Some 300 church leaders from various parts of the world will be gathering in Manila from March 22-27 for a pre-assembly of the World Council of Churches' (WCC) Commission on World Mission and Evangelism.

Hosted by the National Council of Churches in the Philippines (NCCP), the gathering is expected to update the WCC’s mission and evangelism statement, which was written in 1982.

“The Philippines can help take a look at mission and evangelism from the side of the oppressed and not only from the traditional understanding of conversion,” National Council of Churches in the Philippines general secretary Fr. Rex Reyes told ENInews.

“We can help take a fresh look at what it means to be a church in a context such as we have.” The WCC's mission and evangelism statement, Reyes noted, was written at a time when globalization, for example, was not a big issue.

“Now a majority of our people are suffering from the results of neoliberal policies and the other tentacles of globalization,” he said.

He said ordinary Filipinos are feeling the impact of rising fuel prices as a result of the country’s deregulation of the fuel industry.

Leaders of the public transport sector in Manila and other major cities have announced various protest actions, including a transport strike on March 15, as their way of putting to task the Department of Energy, which they said should be abolished if it remains toothless in controlling oil prices.

Despite promises of better times under a globalized economy, Reyes said, “poverty, landlessness, human rights violations, corruption, high level of migration, and other ills are prevalent.”

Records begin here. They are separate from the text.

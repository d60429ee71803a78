//! Paystack webhook endpoint
//!
//! POST /v1/payments/webhook
//!
//! Verification happens in order: origin IP against the provider's
//! published addresses, then the HMAC-SHA512 body signature, then payload
//! parsing. Only verified deliveries reach the dispatcher.

use axum::{
    body::Bytes,
    extract::State,
    http::HeaderMap,
    response::{IntoResponse, Json},
};

use longbow_common::{ApiBody, Error, Result};
use longbow_paystack::signature::{is_allowlisted, verify_signature};

use crate::api::middleware::BillingState;
use crate::domain::events::WebhookEnvelope;

const SIGNATURE_HEADER: &str = "x-paystack-signature";

/// Client IP as reported by the proxy in front of us.
///
/// Clients can send an `x-forwarded-for` of their own with arbitrary
/// entries; our proxy appends the address it actually accepted the
/// connection from as the last entry. Only that rightmost entry is
/// trustworthy, so it is the one checked against the allowlist.
fn client_ip(headers: &HeaderMap) -> Option<&str> {
    headers
        .get("x-forwarded-for")
        .and_then(|v| v.to_str().ok())
        .and_then(|v| v.split(',').next_back())
        .map(str::trim)
}

pub async fn payment_webhook(
    State(state): State<BillingState>,
    headers: HeaderMap,
    body: Bytes,
) -> Result<impl IntoResponse> {
    let ip = client_ip(&headers)
        .ok_or_else(|| Error::Authorization("Forbidden: IP not allowed".to_string()))?;
    if !is_allowlisted(ip) {
        tracing::warn!(ip, "Webhook from non-allowlisted address");
        return Err(Error::Authorization("Forbidden: IP not allowed".to_string()));
    }

    let signature = headers
        .get(SIGNATURE_HEADER)
        .and_then(|v| v.to_str().ok())
        .ok_or_else(|| Error::Validation("Signature missing".to_string()))?;
    if !verify_signature(&state.webhook_secret, &body, signature) {
        tracing::warn!(ip, "Webhook signature mismatch");
        return Err(Error::Validation("Invalid signature".to_string()));
    }

    let envelope: WebhookEnvelope = serde_json::from_slice(&body)
        .map_err(|e| Error::Validation(format!("Invalid webhook payload: {}", e)))?;

    tracing::info!(event = %envelope.event, "Webhook delivery accepted");

    let outcome = state
        .dispatcher
        .dispatch(&envelope.event, envelope.data)
        .await
        .map_err(|e| match e {
            // Infrastructure failures stay 500 so the provider retries;
            // handled business failures are reported back as 400.
            Error::Database(_)
            | Error::Unexpected(_)
            | Error::Serialization(_)
            | Error::Internal(_) => e,
            other => Error::Provider(other.to_string()),
        })?;

    Ok(Json(ApiBody::message(outcome.message)))
}

#[cfg(test)]
mod tests {
    use super::*;

    #[test]
    fn test_client_ip_takes_rightmost_forwarded_entry() {
        let mut headers = HeaderMap::new();
        headers.insert(
            "x-forwarded-for",
            "10.0.0.1, 52.31.139.75".parse().unwrap(),
        );
        assert_eq!(client_ip(&headers), Some("52.31.139.75"));
    }

    #[test]
    fn test_client_ip_ignores_client_supplied_entries() {
        let mut headers = HeaderMap::new();
        headers.insert(
            "x-forwarded-for",
            "52.31.139.75, 203.0.113.9".parse().unwrap(),
        );
        assert_eq!(client_ip(&headers), Some("203.0.113.9"));
    }

    #[test]
    fn test_client_ip_missing_header() {
        let headers = HeaderMap::new();
        assert_eq!(client_ip(&headers), None);
    }
}
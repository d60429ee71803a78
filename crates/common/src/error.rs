//! Common error types and handling for Longbow

use axum::{
    http::StatusCode,
    response::{IntoResponse, Response},
    Json,
};
use serde_json::json;

/// Common result type
pub type Result<T> = std::result::Result<T, Error>;

/// Common error type for the Longbow application
#[derive(Debug, thiserror::Error)]
pub enum Error {
    #[error("Unexpected error: {0}")]
    Unexpected(#[from] anyhow::Error),

    #[error("Database error: {0}")]
    Database(#[from] sqlx::Error),

    #[error("Serialization error: {0}")]
    Serialization(#[from] serde_json::Error),

    #[error("{0}")]
    Authentication(String),

    #[error("{0}")]
    Authorization(String),

    #[error("{0}")]
    Validation(String),

    #[error("{0}")]
    NotFound(String),

    #[error("{0}")]
    Conflict(String),

    /// Payment provider reported a failure for an otherwise valid request.
    #[error("{0}")]
    Provider(String),

    #[error("Internal error: {0}")]
    Internal(String),
}

impl Error {
    /// Get the appropriate HTTP status code for this error
    pub fn status_code(&self) -> StatusCode {
        match self {
            Error::Authentication(_) => StatusCode::UNAUTHORIZED,
            Error::Authorization(_) => StatusCode::FORBIDDEN,
            Error::Validation(_) | Error::Provider(_) => StatusCode::BAD_REQUEST,
            Error::NotFound(_) => StatusCode::NOT_FOUND,
            Error::Conflict(_) => StatusCode::CONFLICT,
            Error::Unexpected(_)
            | Error::Database(_)
            | Error::Serialization(_)
            | Error::Internal(_) => StatusCode::INTERNAL_SERVER_ERROR,
        }
    }
}

impl IntoResponse for Error {
    fn into_response(self) -> Response {
        let status = self.status_code();

        // Log internal errors with full context; clients only see a generic message
        if matches!(status, StatusCode::INTERNAL_SERVER_ERROR) {
            tracing::error!(error = %self, "Internal server error");
            let body = Json(json!({
                "error": true,
                "message": "Internal server error",
            }));
            return (status, body).into_response();
        }

        let body = Json(json!({
            "error": true,
            "message": self.to_string(),
        }));

        (status, body).into_response()
    }
}

#[cfg(test)]
mod tests {
    use super::*;

    #[test]
    fn test_error_status_codes() {
        assert_eq!(
            Error::Authentication("test".to_string()).status_code(),
            StatusCode::UNAUTHORIZED
        );
        assert_eq!(
            Error::Authorization("test".to_string()).status_code(),
            StatusCode::FORBIDDEN
        );
        assert_eq!(
            Error::Validation("test".to_string()).status_code(),
            StatusCode::BAD_REQUEST
        );
        assert_eq!(
            Error::NotFound("test".to_string()).status_code(),
            StatusCode::NOT_FOUND
        );
        assert_eq!(
            Error::Conflict("test".to_string()).status_code(),
            StatusCode::CONFLICT
        );
        assert_eq!(
            Error::Provider("declined".to_string()).status_code(),
            StatusCode::BAD_REQUEST
        );
        assert_eq!(
            Error::Internal("test".to_string()).status_code(),
            StatusCode::INTERNAL_SERVER_ERROR
        );
    }

    #[test]
    fn test_business_errors_preserve_message() {
        // Expected business failures surface their message verbatim in the
        // `{error, message}` envelope; only the 500 family is redacted.
        assert_eq!(
            Error::NotFound("Subscription not found".to_string()).to_string(),
            "Subscription not found"
        );
        assert_eq!(
            Error::Conflict("User already exists.".to_string()).to_string(),
            "User already exists."
        );
    }
}
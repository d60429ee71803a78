//! Subscription management handlers
//!
//! - GET /v1/subscriptions - Admin listing with member details
//! - GET /v1/subscriptions/stats - Active members per plan
//! - POST /v1/subscriptions/upgrade - Move to a different plan

use axum::{
    extract::State,
    http::StatusCode,
    response::{IntoResponse, Json},
};
use serde::Deserialize;
use serde_json::json;
use uuid::Uuid;
use validator::Validate;

use longbow_auth::{AdminUser, AuthUser};
use longbow_common::{ApiBody, Error, Result, ValidatedJson};

use crate::api::handlers::provider_error;
use crate::api::middleware::MembersState;
use crate::domain::entities::Subscription;
use crate::domain::state::{SubscriptionEvent, SubscriptionStateMachine};

#[derive(Debug, Deserialize, Validate)]
pub struct UpgradeRequest {
    pub plan_id: Uuid,
}

/// GET /v1/subscriptions (admin)
pub async fn list_subscriptions(
    AdminUser(_session): AdminUser,
    State(state): State<MembersState>,
) -> Result<impl IntoResponse> {
    let subscriptions = state.repos.subscriptions.list_with_user_details().await?;

    if subscriptions.is_empty() {
        return Err(Error::NotFound("Subscriptions not found.".to_string()));
    }

    Ok(Json(ApiBody::with_data(
        "Subscriptions found.",
        subscriptions,
    )))
}

/// GET /v1/subscriptions/stats (admin)
///
/// Active-member counts per plan, excluding the synthetic registration
/// and walk-in intervals.
pub async fn subscription_stats(
    AdminUser(_session): AdminUser,
    State(state): State<MembersState>,
) -> Result<impl IntoResponse> {
    let stats = state.repos.subscriptions.active_users_by_plan().await?;
    Ok(Json(ApiBody::with_data("Subscription stats found.", stats)))
}

/// POST /v1/subscriptions/upgrade
///
/// Two paths: no subscription exists for (member, target plan) yet, so a
/// pending one is created and a checkout opened; or one exists, so it is
/// re-enabled both locally and at the provider.
pub async fn upgrade_subscription(
    AuthUser(session): AuthUser,
    State(state): State<MembersState>,
    ValidatedJson(payload): ValidatedJson<UpgradeRequest>,
) -> Result<impl IntoResponse> {
    let plan = state
        .repos
        .plans
        .get_by_id(payload.plan_id)
        .await?
        .ok_or_else(|| Error::NotFound("Plan not found.".to_string()))?;

    let user = state
        .repos
        .users
        .get_by_id(session.user_id)
        .await?
        .ok_or_else(|| Error::NotFound("User not found.".to_string()))?;

    let existing = state
        .repos
        .subscriptions
        .find_by_user_and_plan(user.id, plan.id)
        .await?;

    match existing {
        None => {
            let subscription = Subscription::new(&user, &plan);
            let created = state.repos.subscriptions.create(&subscription).await?;

            let metadata = json!({
                "custom": {
                    "type": "subscription",
                    "plan_code": plan.plan_code,
                    "customer_code": user.customer_code,
                }
            });
            let checkout = state
                .payments
                .initialize_transaction(
                    &user.email,
                    plan.price,
                    plan.plan_code.as_deref(),
                    metadata,
                )
                .await
                .map_err(provider_error)?;

            Ok((
                StatusCode::CREATED,
                Json(ApiBody::with_data(
                    "Subscription created successfully.",
                    json!({
                        "subscription_id": created.id,
                        "plan_id": created.plan_id,
                        "status": created.status,
                        "authorization_url": checkout.authorization_url,
                    }),
                )),
            )
                .into_response())
        }
        Some(subscription) => {
            let next =
                SubscriptionStateMachine::transition(subscription.status, SubscriptionEvent::Enable)?;

            if let (Some(code), Some(token)) = (
                subscription.subscription_code.as_deref(),
                subscription.email_token.as_deref(),
            ) {
                state
                    .payments
                    .enable_subscription(code, token)
                    .await
                    .map_err(provider_error)?;
            }

            let updated = state
                .repos
                .subscriptions
                .set_status(subscription.id, next)
                .await?
                .ok_or_else(|| Error::NotFound("Subscription not found.".to_string()))?;

            state.repos.users.set_plan(user.id, plan.id).await?;

            Ok(Json(ApiBody::with_data(
                "Subscription upgraded successfully.",
                json!({
                    "subscription_id": updated.id,
                    "plan_id": updated.plan_id,
                    "status": updated.status,
                }),
            ))
            .into_response())
        }
    }
}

They are “issues of mission and evangelism ― all within the biblical notion of the proclamation of God’s peace and justice,” he said.

Reyes said the Philippines, along with other Asians, can help update and enrich a new mission and evangelism statement based on their histories and context as former colonies of the West. 

The six-day pre-assembly will welcome WCC general secretary the Rev. Olav Fykse Tveit. It will center on the theme, “Together towards Life: Called to live out the Hope in Christ.”

At the end of the gathering, the church leaders are expected to draft a statement that reflects “a renewed understanding and practice of mission and evangelism in changing landscapes,” said Rommel Linatoc, NCCP program head of Christian unity and ecumenical relations, in a statement.

The final draft of the WCC’s new affirmation on mission and evangelism will be presented before the next WCC general assembly in Busan, South Korea next year.